Enquanto o técnico Gallo espera a chegada de pelo menos dois reforços importantes para a Libertadores, o Santos corre o risco de ficar sem Deivid para o Campeonato Brasileiro, um dos jogadores mais importantes na conquista do título do ano passado. 0 procurador do atacante, Jorge Moraes, volta da França na quarta-feira e pode não trazer boas notícias. Ele se reuniu com os dirigentes do Bordeaux, dono dos direitos federativos de Deivid, mas até hoje não sabia qual será o futuro do jogador. "O presidente Marcelo (Marcelo Teixeira, presidente do Santos) disse há um mês, na televisão, que vai comprar meu passe, mas até agora não mudou nada", afirmou Deivid, demonstrando uma ponta de frustração. "Meu contrato termina daqui a dois meses e a preferência de compra é do Santos", explica o jogador, que só ficou sabendo pelos jornais do possível interesse da MSI, parceira do Corinthians, na sua contratação. "Gostaria de continuar no Santos porque tenho parentes na cidade e me sinto bem lá." No começo do ano por pouco Deivid não foi cedido ao Atlético de Madri por US$ 4 milhões.
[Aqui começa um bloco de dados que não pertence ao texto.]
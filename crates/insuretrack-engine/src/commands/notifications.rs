//! Derived notifications
//!
//! Claim notifications are written by the claim commands. Expiry reminders
//! are generated here whenever a dashboard is opened; they are deduplicated
//! on (user, type, message), so the reminder text from
//! [`insuretrack_core::model::notification::expiry_message`] is also the
//! dedup key.

use std::time::Instant;

use chrono::NaiveDate;
use insuretrack_core::errors::TrackerError;
use insuretrack_core::model::{NewNotification, Notification};
use insuretrack_core::{log_op_end, log_op_error, log_op_start, Action, Actor};
use insuretrack_store::errors::{from_rusqlite, Result};
use insuretrack_store::repo::{NotificationRepo, PolicyRepo};
use rusqlite::{Connection, TransactionBehavior};

use super::context::{elapsed_ms, now, Services};

/// Remind owners of active policies expiring after `today` and within the
/// expiry window. Returns how many reminders were created; running it again
/// on the same day creates none.
///
/// # Errors
/// Persistence errors; nothing is written on failure.
pub fn generate_expiry_notifications(today: NaiveDate, conn: &mut Connection) -> Result<usize> {
    log_op_start!("generate_expiry_notifications", today = %today);
    let start = Instant::now();

    let created = generate_impl(today, conn).map_err(|e| {
        log_op_error!(
            "generate_expiry_notifications",
            e.clone(),
            duration_ms = elapsed_ms(start)
        );
        e
    })?;

    log_op_end!(
        "generate_expiry_notifications",
        duration_ms = elapsed_ms(start),
        created = created
    );
    Ok(created)
}

fn generate_impl(today: NaiveDate, conn: &mut Connection) -> Result<usize> {
    let now = now();
    let tx = conn
        .transaction_with_behavior(TransactionBehavior::Immediate)
        .map_err(from_rusqlite)?;

    let due = PolicyRepo::all(&tx)?
        .into_iter()
        .filter(|policy| policy.needs_expiry_reminder(today));

    let mut created = 0;
    for policy in due {
        let reminder = NewNotification::policy_expiring(&policy);
        if NotificationRepo::exists(
            &tx,
            reminder.user_id,
            reminder.notification_type,
            &reminder.message,
        )? {
            continue;
        }
        NotificationRepo::insert(&tx, &reminder, now)?;
        created += 1;
    }

    tx.commit().map_err(from_rusqlite)?;
    Ok(created)
}

/// Mark one of the actor's notifications as read
///
/// # Errors
/// `NotFound` for an unknown id, `Forbidden` for someone else's notification.
pub fn mark_notification_read(
    actor: &Actor,
    notification_id: i64,
    conn: &Connection,
    services: &Services,
) -> Result<Notification> {
    log_op_start!(
        "mark_notification_read",
        actor_id = actor.user_id,
        notification_id = notification_id
    );
    let start = Instant::now();

    let notification = mark_read_impl(actor, notification_id, conn, services).map_err(|e| {
        log_op_error!("mark_notification_read", e.clone(), duration_ms = elapsed_ms(start));
        e
    })?;

    log_op_end!("mark_notification_read", duration_ms = elapsed_ms(start));
    Ok(notification)
}

fn mark_read_impl(
    actor: &Actor,
    notification_id: i64,
    conn: &Connection,
    services: &Services,
) -> Result<Notification> {
    let mut notification = NotificationRepo::get(conn, notification_id)?
        .ok_or(TrackerError::NotificationNotFound { notification_id })?;
    services.authorize(actor, &Action::ReadNotification(&notification))?;

    if !notification.is_read {
        NotificationRepo::mark_read(conn, notification.id)?;
        notification.is_read = true;
    }
    Ok(notification)
}

/// The actor's unread notifications, newest first
///
/// # Errors
/// Persistence errors only.
pub fn unread_notifications(actor: &Actor, limit: u32, conn: &Connection) -> Result<Vec<Notification>> {
    NotificationRepo::unread_for_user(conn, actor.user_id, limit)
}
Consta que o negócio só não foi fechado porque o Santos se negou a romper o contrato com o jogador e prometeu contratá-lo após a venda dos direitos federativos de Elano (foi cedido ao Shakhtar Donetsk, da Ucrânia, por US$ 7 milhões, no início de fevereiro), fazendo prevalecer a sua preferência de compra. Mas, depois disso, o assunto caiu no esquecimento. Se depender de Gallo, o Santos faz qualquer tipo de esforço para manter o atacante. "Deivid é sensacional tecnicamente. Também é um jogador que tem ascendência sobre os companheiros e atingiu um bom nível de liderança. Tem futebol para jogar nos principais clubes do mundo, inclusive já merece um lugar na Seleção Brasileira", disse o técnico. O que pode ter desanimado os santistas é a importância que o Bordeaux estaria exigindo para liberar Deivid. "Acho que é mais do que os US$ 4 milhões que falaram no começo do ano", disse o artilheiro, que não parece animado com a possibilidade de ter que voltar a atuar na Europa, o que é mais provável se o Santos não adquirir os seus direitos federativos.